[Stored data]
..........
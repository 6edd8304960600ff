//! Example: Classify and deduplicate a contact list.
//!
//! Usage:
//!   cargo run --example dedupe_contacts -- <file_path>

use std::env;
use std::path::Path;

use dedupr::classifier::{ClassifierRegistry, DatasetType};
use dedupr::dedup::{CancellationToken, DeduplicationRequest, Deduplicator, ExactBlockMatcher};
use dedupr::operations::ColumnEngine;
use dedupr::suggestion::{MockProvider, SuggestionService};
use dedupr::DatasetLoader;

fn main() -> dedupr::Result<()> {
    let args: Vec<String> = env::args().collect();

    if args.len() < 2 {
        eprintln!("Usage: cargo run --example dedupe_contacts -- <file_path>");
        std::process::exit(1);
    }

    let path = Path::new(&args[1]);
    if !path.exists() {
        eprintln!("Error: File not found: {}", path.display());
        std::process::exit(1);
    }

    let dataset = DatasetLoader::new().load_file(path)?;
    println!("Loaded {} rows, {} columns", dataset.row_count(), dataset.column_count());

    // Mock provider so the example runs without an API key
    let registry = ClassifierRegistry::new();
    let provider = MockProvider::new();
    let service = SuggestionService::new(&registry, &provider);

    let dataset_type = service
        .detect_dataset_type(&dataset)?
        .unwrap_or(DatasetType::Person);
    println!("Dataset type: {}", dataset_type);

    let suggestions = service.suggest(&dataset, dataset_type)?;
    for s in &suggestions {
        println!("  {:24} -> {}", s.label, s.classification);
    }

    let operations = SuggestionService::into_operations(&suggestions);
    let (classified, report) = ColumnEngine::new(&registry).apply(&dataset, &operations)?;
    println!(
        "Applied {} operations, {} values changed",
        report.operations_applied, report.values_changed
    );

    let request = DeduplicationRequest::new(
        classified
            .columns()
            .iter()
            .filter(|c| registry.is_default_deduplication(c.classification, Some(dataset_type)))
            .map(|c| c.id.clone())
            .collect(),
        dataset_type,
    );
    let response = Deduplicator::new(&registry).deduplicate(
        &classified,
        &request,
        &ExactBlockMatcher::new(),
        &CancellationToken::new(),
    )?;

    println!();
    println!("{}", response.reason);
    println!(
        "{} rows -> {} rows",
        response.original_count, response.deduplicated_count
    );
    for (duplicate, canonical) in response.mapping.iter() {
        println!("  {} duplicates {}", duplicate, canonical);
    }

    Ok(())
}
..........
• Prompt:
Using the data above, reproduce exactly the lines between those holding "use std::env;" and "let dataset = DatasetLoader::new().load_file(path)?;", inclusive, and no others.

• Answer to this task:
use std::env;
use std::path::Path;

use dedupr::classifier::{ClassifierRegistry, DatasetType};
use dedupr::dedup::{CancellationToken, DeduplicationRequest, Deduplicator, ExactBlockMatcher};
use dedupr::operations::ColumnEngine;
use dedupr::suggestion::{MockProvider, SuggestionService};
use dedupr::DatasetLoader;

fn main() -> dedupr::Result<()> {
    let args: Vec<String> = env::args().collect();

    if args.len() < 2 {
        eprintln!("Usage: cargo run --example dedupe_contacts -- <file_path>");
        std::process::exit(1);
    }

    let path = Path::new(&args[1]);
    if !path.exists() {
        eprintln!("Error: File not found: {}", path.display());
        std::process::exit(1);
    }

    let dataset = DatasetLoader::new().load_file(path)?;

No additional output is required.